▶ [Aim of the exercise]: I need the records below retyped exactly.

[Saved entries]
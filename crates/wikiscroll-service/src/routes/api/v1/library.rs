use axum::{
    extract::{Query, State},
    response::Json as ResponseJson,
};
use serde::{Deserialize, Serialize};
use tracing::{debug, info, instrument};

use crate::AppState;
use crate::auth::Identity;
use crate::errors::ApiError;
use crate::feed::{AdLayout, AdPlacement, FeedItem};
use crate::models::Post;
use crate::repositories::{LibraryQuery, LibrarySort, PostRepository, ViewedScope};
use crate::validation::{UNCATEGORIZED_LABEL, validate_category};

const LIBRARY_PAGE_SIZE: i64 = 30;

#[derive(Debug, Clone, Copy, Default, PartialEq, Eq, Deserialize)]
#[serde(rename_all = "snake_case")]
pub(super) enum ViewedFilter {
    #[default]
    All,
    Viewed,
    Unviewed,
}

#[derive(Debug, Deserialize)]
pub(super) struct LibraryParams {
    search: Option<String>,
    category: Option<String>,
    #[serde(default)]
    viewed: ViewedFilter,
    #[serde(default)]
    sort: LibrarySort,
    /// Zero-based.
    #[serde(default)]
    page: u32,
}

#[derive(Debug, Serialize)]
pub(super) struct CategoryGroup {
    category: String,
    posts: Vec<Post>,
}

#[derive(Debug, Serialize)]
pub(super) struct LibraryPage {
    items: Vec<FeedItem>,
    groups: Vec<CategoryGroup>,
    total: u64,
    page: u32,
    page_size: i64,
    has_more: bool,
}

/// Groups posts by category in order of first appearance.
fn group_by_category(posts: &[Post]) -> Vec<CategoryGroup> {
    let mut groups: Vec<CategoryGroup> = Vec::new();
    for post in posts {
        let category = post.category.as_deref().unwrap_or(UNCATEGORIZED_LABEL);
        match groups.iter_mut().find(|g| g.category == category) {
            Some(group) => group.posts.push(post.clone()),
            None => groups.push(CategoryGroup {
                category: category.to_string(),
                posts: vec![post.clone()],
            }),
        }
    }
    groups
}

#[instrument(
    skip_all,
    fields(
        search = ?params.search,
        category = ?params.category,
        viewed = ?params.viewed,
        sort = ?params.sort,
        page = params.page
    )
)]
pub(super) async fn list_library<S: AppState>(
    State(state): State<S>,
    identity: Identity,
    Query(params): Query<LibraryParams>,
) -> Result<ResponseJson<LibraryPage>, ApiError> {
    debug!("Processing library request");

    let category = params
        .category
        .as_deref()
        .map(str::trim)
        .filter(|c| !c.is_empty())
        .map(validate_category)
        .transpose()?
        .map(str::to_string);

    let mut query = LibraryQuery {
        search: params.search.clone(),
        category,
        sort: params.sort,
        limit: LIBRARY_PAGE_SIZE,
        offset: i64::from(params.page) * LIBRARY_PAGE_SIZE,
        ..LibraryQuery::default()
    };

    if params.viewed != ViewedFilter::All {
        let user_id = identity.require_user()?.to_string();
        query.viewed = match params.viewed {
            ViewedFilter::Viewed => Some(ViewedScope::ViewedBy(user_id)),
            ViewedFilter::Unviewed => Some(ViewedScope::NotViewedBy(user_id)),
            ViewedFilter::All => None,
        };
    }

    let result = state.post_repo().list_library(&query).await?;
    let layout = AdLayout::resolve(&state.config().ads, state.ads(), AdPlacement::Library);
    let has_more = (query.offset + result.items.len() as i64) < result.total as i64;

    info!(
        returned_count = result.items.len(),
        total = result.total,
        "Retrieved library page"
    );

    Ok(ResponseJson(LibraryPage {
        items: layout.interleave(&result.items),
        groups: group_by_category(&result.items),
        total: result.total,
        page: params.page,
        page_size: LIBRARY_PAGE_SIZE,
        has_more,
    }))
}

▶ [Response to this task]:
filename crates/wikiscroll-service/src/routes/api/v1/library.rs
use axum::{
    extract::{Query, State},
    response::Json as ResponseJson,
};
use serde::{Deserialize, Serialize};
use tracing::{debug, info, instrument};

use crate::AppState;
use crate::auth::Identity;
use crate::errors::ApiError;
use crate::feed::{AdLayout, AdPlacement, FeedItem};
use crate::models::Post;
use crate::repositories::{LibraryQuery, LibrarySort, PostRepository, ViewedScope};
use crate::validation::{UNCATEGORIZED_LABEL, validate_category};

const LIBRARY_PAGE_SIZE: i64 = 30;

#[derive(Debug, Clone, Copy, Default, PartialEq, Eq, Deserialize)]
#[serde(rename_all = "snake_case")]
pub(super) enum ViewedFilter {
    #[default]
    All,
    Viewed,
    Unviewed,
}

#[derive(Debug, Deserialize)]
pub(super) struct LibraryParams {
    search: Option<String>,
    category: Option<String>,
    #[serde(default)]
    viewed: ViewedFilter,
    #[serde(default)]
    sort: LibrarySort,
    /// Zero-based.
    #[serde(default)]
    page: u32,
}

#[derive(Debug, Serialize)]
pub(super) struct CategoryGroup {
    category: String,
    posts: Vec<Post>,
}

#[derive(Debug, Serialize)]
pub(super) struct LibraryPage {
    items: Vec<FeedItem>,
    groups: Vec<CategoryGroup>,
    total: u64,
    page: u32,
    page_size: i64,
    has_more: bool,
}

/// Groups posts by category in order of first appearance.
fn group_by_category(posts: &[Post]) -> Vec<CategoryGroup> {
    let mut groups: Vec<CategoryGroup> = Vec::new();
    for post in posts {
        let category = post.category.as_deref().unwrap_or(UNCATEGORIZED_LABEL);
        match groups.iter_mut().find(|g| g.category == category) {
            Some(group) => group.posts.push(post.clone()),
            None => groups.push(CategoryGroup {
                category: category.to_string(),
                posts: vec![post.clone()],
            }),
        }
    }
    groups
}

#[instrument(
    skip_all,
    fields(
        search = ?params.search,
        category = ?params.category,
        viewed = ?params.viewed,
        sort = ?params.sort,
        page = params.page
    )
)]
pub(super) async fn list_library<S: AppState>(
    State(state): State<S>,
    identity: Identity,
    Query(params): Query<LibraryParams>,
) -> Result<ResponseJson<LibraryPage>, ApiError> {
    debug!("Processing library request");

    let category = params
        .category
        .as_deref()
        .map(str::trim)
        .filter(|c| !c.is_empty())
        .map(validate_category)
        .transpose()?
        .map(str::to_string);

    let mut query = LibraryQuery {
        search: params.search.clone(),
        category,
        sort: params.sort,
        limit: LIBRARY_PAGE_SIZE,
        offset: i64::from(params.page) * LIBRARY_PAGE_SIZE,
        ..LibraryQuery::default()
    };

    if params.viewed != ViewedFilter::All {
        let user_id = identity.require_user()?.to_string();
        query.viewed = match params.viewed {
            ViewedFilter::Viewed => Some(ViewedScope::ViewedBy(user_id)),
            ViewedFilter::Unviewed => Some(ViewedScope::NotViewedBy(user_id)),
            ViewedFilter::All => None,
        };
    }

    let result = state.post_repo().list_library(&query).await?;
    let layout = AdLayout::resolve(&state.config().ads, state.ads(), AdPlacement::Library);
    let has_more = (query.offset + result.items.len() as i64) < result.total as i64;

    info!(
        returned_count = result.items.len(),
        total = result.total,
        "Retrieved library page"
    );

    Ok(ResponseJson(LibraryPage {
        items: layout.interleave(&result.items),
        groups: group_by_category(&result.items),
        total: result.total,
        page: params.page,
        page_size: LIBRARY_PAGE_SIZE,
        has_more,
    }))
}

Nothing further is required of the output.